Die Luftsterilisation ist neben der Handhygiene, Schnelltests, FFP-2-Masken und dem Contact-Tracing eine der fünf Säulen, auf denen das aktuelle Präventionskonzept aufbaut. Diese fünf Säulen sollen zusammenwirken und ineinandergreifen, um den Wiener Clubs wieder Leben einhauchen zu können. Stürzer sieht dieses Präventionskonzept als eine Chance für die gesamte Wirtschaft, weil es auch in jedem anderen Bereich Anwendung finden kann. Durch den Einsatz dieses Konzepts könnten bald Schulen, Theater, Museen, Handel, Gastronomie, Veranstaltungsstätten und nicht zuletzt die Wiener Clubs mit schwindend geringem Ansteckungsrisiko wieder öffnen. Es sei außerdem durchaus wichtig, dass sich die Gastronomie auch mit solchen Präventionskonzepten befasst. Ansonsten bestehe nämlich das Risiko, dass nach Öffnung der Lokale die Infektionszahlen erneut ansteigen und man wieder alles schließen muss.

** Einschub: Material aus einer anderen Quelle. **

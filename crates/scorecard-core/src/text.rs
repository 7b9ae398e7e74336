//! Tokenization seams used by retrieval.
//!
//! Two different notions of "token" are in play:
//! - [`TermTokenizer`] produces the lexical terms the BM25 index ranks on.
//!   The default is [`JiebaTermTokenizer`].
//! - [`TokenCounter`] counts the model-side token cost of a sentence and
//!   drives the evidence budget. The default is [`Cl100kTokenCounter`].

use std::sync::Arc;

use jieba_rs::Jieba;
use lazy_static::lazy_static;
use tiktoken_rs::CoreBPE;

use crate::CoreError;

lazy_static! {
    static ref JIEBA: Jieba = Jieba::new();
    static ref CL100K: Result<Arc<CoreBPE>, String> = tiktoken_rs::cl100k_base()
        .map(Arc::new)
        .map_err(|e| e.to_string());
}

/// Splits text into lexical terms for ranking.
pub trait TermTokenizer: Send + Sync {
    /// Tokenize `text` into terms. Order matters only for term frequency.
    fn terms(&self, text: &str) -> Vec<String>;
}

/// Counts model tokens for budget enforcement.
pub trait TokenCounter: Send + Sync {
    /// Number of tokens `text` costs when sent to the scoring oracle.
    fn count(&self, text: &str) -> usize;
}

/// Dictionary segmentation with jieba (HMM enabled for unknown words).
///
/// Text is lowercased before cutting. Pieces without any alphanumeric
/// character (whitespace, punctuation) are dropped.
#[derive(Debug, Clone, Copy, Default)]
pub struct JiebaTermTokenizer;

impl TermTokenizer for JiebaTermTokenizer {
    fn terms(&self, text: &str) -> Vec<String> {
        let lowered = text.to_lowercase();
        JIEBA
            .cut(&lowered, true)
            .into_iter()
            .filter(|piece| piece.chars().any(char::is_alphanumeric))
            .map(str::to_string)
            .collect()
    }
}

/// Dictionary-free tokenizer for mixed CJK / Latin text.
///
/// - Latin, digit and other alphanumeric runs become one lowercased term.
/// - Each run of CJK ideographs yields its single characters plus every
///   overlapping bigram.
/// - Everything else separates terms.
#[derive(Debug, Clone, Copy, Default)]
pub struct BigramTermTokenizer;

impl TermTokenizer for BigramTermTokenizer {
    fn terms(&self, text: &str) -> Vec<String> {
        let mut terms = Vec::new();
        let mut word = String::new();
        let mut cjk_run: Vec<char> = Vec::new();

        for c in text.chars() {
            if is_cjk(c) {
                flush_word(&mut word, &mut terms);
                cjk_run.push(c);
            } else if c.is_alphanumeric() {
                flush_cjk(&mut cjk_run, &mut terms);
                word.extend(c.to_lowercase());
            } else {
                flush_word(&mut word, &mut terms);
                flush_cjk(&mut cjk_run, &mut terms);
            }
        }
        flush_word(&mut word, &mut terms);
        flush_cjk(&mut cjk_run, &mut terms);

        terms
    }
}

fn flush_word(word: &mut String, terms: &mut Vec<String>) {
    if !word.is_empty() {
        terms.push(std::mem::take(word));
    }
}

fn flush_cjk(run: &mut Vec<char>, terms: &mut Vec<String>) {
    for c in run.iter() {
        terms.push(c.to_string());
    }
    for pair in run.windows(2) {
        terms.push(pair.iter().collect());
    }
    run.clear();
}

/// CJK unified ideographs (basic block, extension A and compatibility).
fn is_cjk(c: char) -> bool {
    matches!(c,
        '\u{4E00}'..='\u{9FFF}'
        | '\u{3400}'..='\u{4DBF}'
        | '\u{F900}'..='\u{FAFF}'
        | '\u{20000}'..='\u{2A6DF}')
}

/// Exact token counts with the `cl100k_base` BPE encoding.
#[derive(Clone)]
pub struct Cl100kTokenCounter {
    bpe: Arc<CoreBPE>,
}

impl std::fmt::Debug for Cl100kTokenCounter {
    fn fmt(&self, f: &mut std::fmt::Formatter<'_>) -> std::fmt::Result {
        f.debug_struct("Cl100kTokenCounter").finish_non_exhaustive()
    }
}

impl Cl100kTokenCounter {
    /// Shared encoder, loaded once per process.
    pub fn new() -> Result<Self, CoreError> {
        match &*CL100K {
            Ok(bpe) => Ok(Self { bpe: bpe.clone() }),
            Err(e) => Err(CoreError::Tokenizer(e.clone())),
        }
    }
}

impl TokenCounter for Cl100kTokenCounter {
    fn count(&self, text: &str) -> usize {
        self.bpe.encode_ordinary(text).len()
    }
}

/// Character-class token estimate.
///
/// ASCII runs cost one token per four characters; every other character
/// costs one. Under-counts CJK text against cl100k, so it is only used
/// for log estimates and when the encoder cannot be loaded.
#[derive(Debug, Clone, Copy, Default)]
pub struct HeuristicTokenCounter;

impl TokenCounter for HeuristicTokenCounter {
    fn count(&self, text: &str) -> usize {
        let mut tokens: usize = 0;
        let mut ascii_run: usize = 0;

        for c in text.chars() {
            if c.is_ascii() {
                ascii_run += 1;
            } else {
                tokens += ascii_run.div_ceil(4) + 1;
                ascii_run = 0;
            }
        }

        tokens + ascii_run.div_ceil(4)
    }
}

/// The budget counter used when none is given.
pub fn default_token_counter() -> Arc<dyn TokenCounter> {
    match Cl100kTokenCounter::new() {
        Ok(counter) => Arc::new(counter),
        Err(error) => {
            tracing::warn!(%error, "cl100k encoder unavailable; estimating evidence tokens");
            Arc::new(HeuristicTokenCounter)
        }
    }
}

„Es ist so oder so ein sehr hartes Geschäft.“ – Stefan Stürzer
Diesem Umstand versucht das Pilotprojekt der Vienna Club Commission ein Ende zu setzten. Das Team – bestehend aus Laurent Koepp, Stefan Niederwieser und Martina Brunner (Bild unten v.l.n.r.) – vereint Expertise aus den Bereichen Veranstaltungs-Branche, Musikjournalismus und Club Commission. Die Aufgabe des Pilotprojekts ist es, der Stadt Wien am Ende der Laufzeit zu präsentieren, wie eine Vienna Club Commission bestmöglich aufgestellt ist. Zu den Zielen des Teams gehört es, eine kompetente Beratungs- und Servicestelle zu bieten, die zur Stärkung der Clubkultur und des Nachtlebens beiträgt. Dazu braucht es eine effiziente Vermittlung der Bedürfnisse der unterschiedlichen Stakeholder und eine vielschichtige Vernetzung zwischen den Menschen aus der Szene, den Behörden und der Politik.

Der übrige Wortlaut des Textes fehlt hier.